### Instructions to follow
The response must reproduce every record in full.

The data: Begin

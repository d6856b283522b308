//! Per-watcher scheduler.
//!
//! One scheduler owns every background task of a watcher: the primary cron
//! loop, the warm-up cycle, the stats loop, the debouncer and the event
//! listener. [`WatchScheduler::shutdown`] signals all of them, waits for
//! them to exit and aborts any that do not, so no cycle starts afterwards.

use super::events;
use super::reconcile::Reconciler;
use super::stats::collect_stats;
use a3s_watch_core::schedule::delay_until_next;
use cron::Schedule;
use std::sync::Arc;
use std::time::Duration;
use tokio::sync::{mpsc, watch};
use tokio::task::JoinHandle;

/// Grace period for tasks to observe shutdown before being aborted
const SHUTDOWN_GRACE: Duration = Duration::from_secs(5);

/// What a scheduler runs and when
#[derive(Debug, Clone)]
pub struct SchedulePlan {
    pub cron: Schedule,
    /// Stats schedule; `None` disables stats collection
    pub stats: Option<Schedule>,
    pub watch_events: bool,
    pub warmup: Duration,
    pub debounce: Duration,
}

/// Resolves once `shutdown_rx` carries `true` or its sender is gone.
pub(crate) async fn stopped(shutdown_rx: &mut watch::Receiver<bool>) {
    while !*shutdown_rx.borrow() {
        if shutdown_rx.changed().await.is_err() {
            return;
        }
    }
}

/// Requests a debounced reconciliation cycle.
#[derive(Debug, Clone)]
pub struct DebounceTrigger {
    tx: mpsc::Sender<()>,
}

impl DebounceTrigger {
    /// Request a cycle. A full queue already guarantees one.
    pub fn fire(&self) {
        let _ = self.tx.try_send(());
    }
}

/// Background tasks of one watcher
pub struct WatchScheduler {
    shutdown_tx: watch::Sender<bool>,
    trigger: DebounceTrigger,
    handles: Vec<JoinHandle<()>>,
}

impl WatchScheduler {
    /// Spawn every task the plan asks for.
    pub fn start(reconciler: Arc<Reconciler>, plan: SchedulePlan) -> Self {
        let (shutdown_tx, shutdown_rx) = watch::channel(false);
        let (tx, rx) = mpsc::channel(16);
        let trigger = DebounceTrigger { tx };
        let mut handles = Vec::new();

        handles.push(tokio::spawn(warmup_cycle(
            reconciler.clone(),
            plan.warmup,
            shutdown_rx.clone(),
        )));
        handles.push(tokio::spawn(cron_loop(
            reconciler.clone(),
            plan.cron.clone(),
            shutdown_rx.clone(),
        )));
        handles.push(tokio::spawn(debounce_loop(
            reconciler.clone(),
            rx,
            plan.debounce,
            shutdown_rx.clone(),
        )));
        if let Some(stats) = plan.stats.clone() {
            handles.push(tokio::spawn(stats_loop(
                reconciler.clone(),
                stats,
                shutdown_rx.clone(),
            )));
        }
        if plan.watch_events {
            handles.push(tokio::spawn(events::listen(
                reconciler.clone(),
                trigger.clone(),
                shutdown_rx,
            )));
        }

        tracing::debug!(
            watcher = %reconciler.watcher_id(),
            tasks = handles.len(),
            "Scheduler started"
        );
        Self {
            shutdown_tx,
            trigger,
            handles,
        }
    }

    /// Handle for requesting debounced cycles.
    pub fn trigger(&self) -> DebounceTrigger {
        self.trigger.clone()
    }

    /// Stop every task. Returns once all of them have exited.
    pub async fn shutdown(self) {
        let _ = self.shutdown_tx.send(true);
        for handle in self.handles {
            let abort = handle.abort_handle();
            if tokio::time::timeout(SHUTDOWN_GRACE, handle).await.is_err() {
                abort.abort();
            }
        }
    }
}

/// Run a cycle unless shutdown is signalled first; an in-flight cycle is
/// dropped on shutdown.
async fn guarded_cycle(reconciler: &Reconciler, shutdown_rx: &mut watch::Receiver<bool>) {
    tokio::select! {
        _ = stopped(shutdown_rx) => {}
        _ = reconciler.run_cycle() => {}
    }
}

async fn warmup_cycle(
    reconciler: Arc<Reconciler>,
    warmup: Duration,
    mut shutdown_rx: watch::Receiver<bool>,
) {
    tokio::select! {
        _ = stopped(&mut shutdown_rx) => return,
        _ = tokio::time::sleep(warmup) => {}
    }
    guarded_cycle(&reconciler, &mut shutdown_rx).await;
}

async fn cron_loop(
    reconciler: Arc<Reconciler>,
    schedule: Schedule,
    mut shutdown_rx: watch::Receiver<bool>,
) {
    loop {
        let Some(delay) = delay_until_next(&schedule, chrono::Utc::now()) else {
            tracing::warn!(watcher = %reconciler.watcher_id(), "Cron schedule has no upcoming run");
            return;
        };
        tokio::select! {
            _ = stopped(&mut shutdown_rx) => return,
            _ = tokio::time::sleep(delay) => {}
        }
        guarded_cycle(&reconciler, &mut shutdown_rx).await;
    }
}

async fn stats_loop(
    reconciler: Arc<Reconciler>,
    schedule: Schedule,
    mut shutdown_rx: watch::Receiver<bool>,
) {
    loop {
        let Some(delay) = delay_until_next(&schedule, chrono::Utc::now()) else {
            return;
        };
        tokio::select! {
            _ = stopped(&mut shutdown_rx) => return,
            _ = tokio::time::sleep(delay) => {}
        }
        tokio::select! {
            _ = stopped(&mut shutdown_rx) => return,
            result = collect_stats(&reconciler) => {
                if let Err(e) = result {
                    tracing::warn!(watcher = %reconciler.watcher_id(), error = %e, "Stats collection failed");
                }
            }
        }
    }
}

/// Trailing-edge debounce: a cycle runs once no trigger arrived for a full
/// quiet window.
async fn debounce_loop(
    reconciler: Arc<Reconciler>,
    mut rx: mpsc::Receiver<()>,
    window: Duration,
    mut shutdown_rx: watch::Receiver<bool>,
) {
    loop {
        tokio::select! {
            _ = stopped(&mut shutdown_rx) => return,
            received = rx.recv() => if received.is_none() { return },
        }

        loop {
            tokio::select! {
                _ = stopped(&mut shutdown_rx) => return,
                _ = tokio::time::sleep(window) => break,
                received = rx.recv() => if received.is_none() { return },
            }
        }

        tracing::info!(watcher = %reconciler.watcher_id(), "Running debounced cycle");
        guarded_cycle(&reconciler, &mut shutdown_rx).await;
    }
}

The data: End

### Problem solution
repository d6856b283522b308
//! Per-watcher scheduler.
//!
//! One scheduler owns every background task of a watcher: the primary cron
//! loop, the warm-up cycle, the stats loop, the debouncer and the event
//! listener. [`WatchScheduler::shutdown`] signals all of them, waits for
//! them to exit and aborts any that do not, so no cycle starts afterwards.

use super::events;
use super::reconcile::Reconciler;
use super::stats::collect_stats;
use a3s_watch_core::schedule::delay_until_next;
use cron::Schedule;
use std::sync::Arc;
use std::time::Duration;
use tokio::sync::{mpsc, watch};
use tokio::task::JoinHandle;

/// Grace period for tasks to observe shutdown before being aborted
const SHUTDOWN_GRACE: Duration = Duration::from_secs(5);

/// What a scheduler runs and when
#[derive(Debug, Clone)]
pub struct SchedulePlan {
    pub cron: Schedule,
    /// Stats schedule; `None` disables stats collection
    pub stats: Option<Schedule>,
    pub watch_events: bool,
    pub warmup: Duration,
    pub debounce: Duration,
}

/// Resolves once `shutdown_rx` carries `true` or its sender is gone.
pub(crate) async fn stopped(shutdown_rx: &mut watch::Receiver<bool>) {
    while !*shutdown_rx.borrow() {
        if shutdown_rx.changed().await.is_err() {
            return;
        }
    }
}

/// Requests a debounced reconciliation cycle.
#[derive(Debug, Clone)]
pub struct DebounceTrigger {
    tx: mpsc::Sender<()>,
}

impl DebounceTrigger {
    /// Request a cycle. A full queue already guarantees one.
    pub fn fire(&self) {
        let _ = self.tx.try_send(());
    }
}

/// Background tasks of one watcher
pub struct WatchScheduler {
    shutdown_tx: watch::Sender<bool>,
    trigger: DebounceTrigger,
    handles: Vec<JoinHandle<()>>,
}

impl WatchScheduler {
    /// Spawn every task the plan asks for.
    pub fn start(reconciler: Arc<Reconciler>, plan: SchedulePlan) -> Self {
        let (shutdown_tx, shutdown_rx) = watch::channel(false);
        let (tx, rx) = mpsc::channel(16);
        let trigger = DebounceTrigger { tx };
        let mut handles = Vec::new();

        handles.push(tokio::spawn(warmup_cycle(
            reconciler.clone(),
            plan.warmup,
            shutdown_rx.clone(),
        )));
        handles.push(tokio::spawn(cron_loop(
            reconciler.clone(),
            plan.cron.clone(),
            shutdown_rx.clone(),
        )));
        handles.push(tokio::spawn(debounce_loop(
            reconciler.clone(),
            rx,
            plan.debounce,
            shutdown_rx.clone(),
        )));
        if let Some(stats) = plan.stats.clone() {
            handles.push(tokio::spawn(stats_loop(
                reconciler.clone(),
                stats,
                shutdown_rx.clone(),
            )));
        }
        if plan.watch_events {
            handles.push(tokio::spawn(events::listen(
                reconciler.clone(),
                trigger.clone(),
                shutdown_rx,
            )));
        }

        tracing::debug!(
            watcher = %reconciler.watcher_id(),
            tasks = handles.len(),
            "Scheduler started"
        );
        Self {
            shutdown_tx,
            trigger,
            handles,
        }
    }

    /// Handle for requesting debounced cycles.
    pub fn trigger(&self) -> DebounceTrigger {
        self.trigger.clone()
    }

    /// Stop every task. Returns once all of them have exited.
    pub async fn shutdown(self) {
        let _ = self.shutdown_tx.send(true);
        for handle in self.handles {
            let abort = handle.abort_handle();
            if tokio::time::timeout(SHUTDOWN_GRACE, handle).await.is_err() {
                abort.abort();
            }
        }
    }
}

/// Run a cycle unless shutdown is signalled first; an in-flight cycle is
/// dropped on shutdown.
async fn guarded_cycle(reconciler: &Reconciler, shutdown_rx: &mut watch::Receiver<bool>) {
    tokio::select! {
        _ = stopped(shutdown_rx) => {}
        _ = reconciler.run_cycle() => {}
    }
}

async fn warmup_cycle(
    reconciler: Arc<Reconciler>,
    warmup: Duration,
    mut shutdown_rx: watch::Receiver<bool>,
) {
    tokio::select! {
        _ = stopped(&mut shutdown_rx) => return,
        _ = tokio::time::sleep(warmup) => {}
    }
    guarded_cycle(&reconciler, &mut shutdown_rx).await;
}

async fn cron_loop(
    reconciler: Arc<Reconciler>,
    schedule: Schedule,
    mut shutdown_rx: watch::Receiver<bool>,
) {
    loop {
        let Some(delay) = delay_until_next(&schedule, chrono::Utc::now()) else {
            tracing::warn!(watcher = %reconciler.watcher_id(), "Cron schedule has no upcoming run");
            return;
        };
        tokio::select! {
            _ = stopped(&mut shutdown_rx) => return,
            _ = tokio::time::sleep(delay) => {}
        }
        guarded_cycle(&reconciler, &mut shutdown_rx).await;
    }
}

async fn stats_loop(
    reconciler: Arc<Reconciler>,
    schedule: Schedule,
    mut shutdown_rx: watch::Receiver<bool>,
) {
    loop {
        let Some(delay) = delay_until_next(&schedule, chrono::Utc::now()) else {
            return;
        };
        tokio::select! {
            _ = stopped(&mut shutdown_rx) => return,
            _ = tokio::time::sleep(delay) => {}
        }
        tokio::select! {
            _ = stopped(&mut shutdown_rx) => return,
            result = collect_stats(&reconciler) => {
                if let Err(e) = result {
                    tracing::warn!(watcher = %reconciler.watcher_id(), error = %e, "Stats collection failed");
                }
            }
        }
    }
}

/// Trailing-edge debounce: a cycle runs once no trigger arrived for a full
/// quiet window.
async fn debounce_loop(
    reconciler: Arc<Reconciler>,
    mut rx: mpsc::Receiver<()>,
    window: Duration,
    mut shutdown_rx: watch::Receiver<bool>,
) {
    loop {
        tokio::select! {
            _ = stopped(&mut shutdown_rx) => return,
            received = rx.recv() => if received.is_none() { return },
        }

        loop {
            tokio::select! {
                _ = stopped(&mut shutdown_rx) => return,
                _ = tokio::time::sleep(window) => break,
                received = rx.recv() => if received.is_none() { return },
            }
        }

        tracing::info!(watcher = %reconciler.watcher_id(), "Running debounced cycle");
        guarded_cycle(&reconciler, &mut shutdown_rx).await;
    }
}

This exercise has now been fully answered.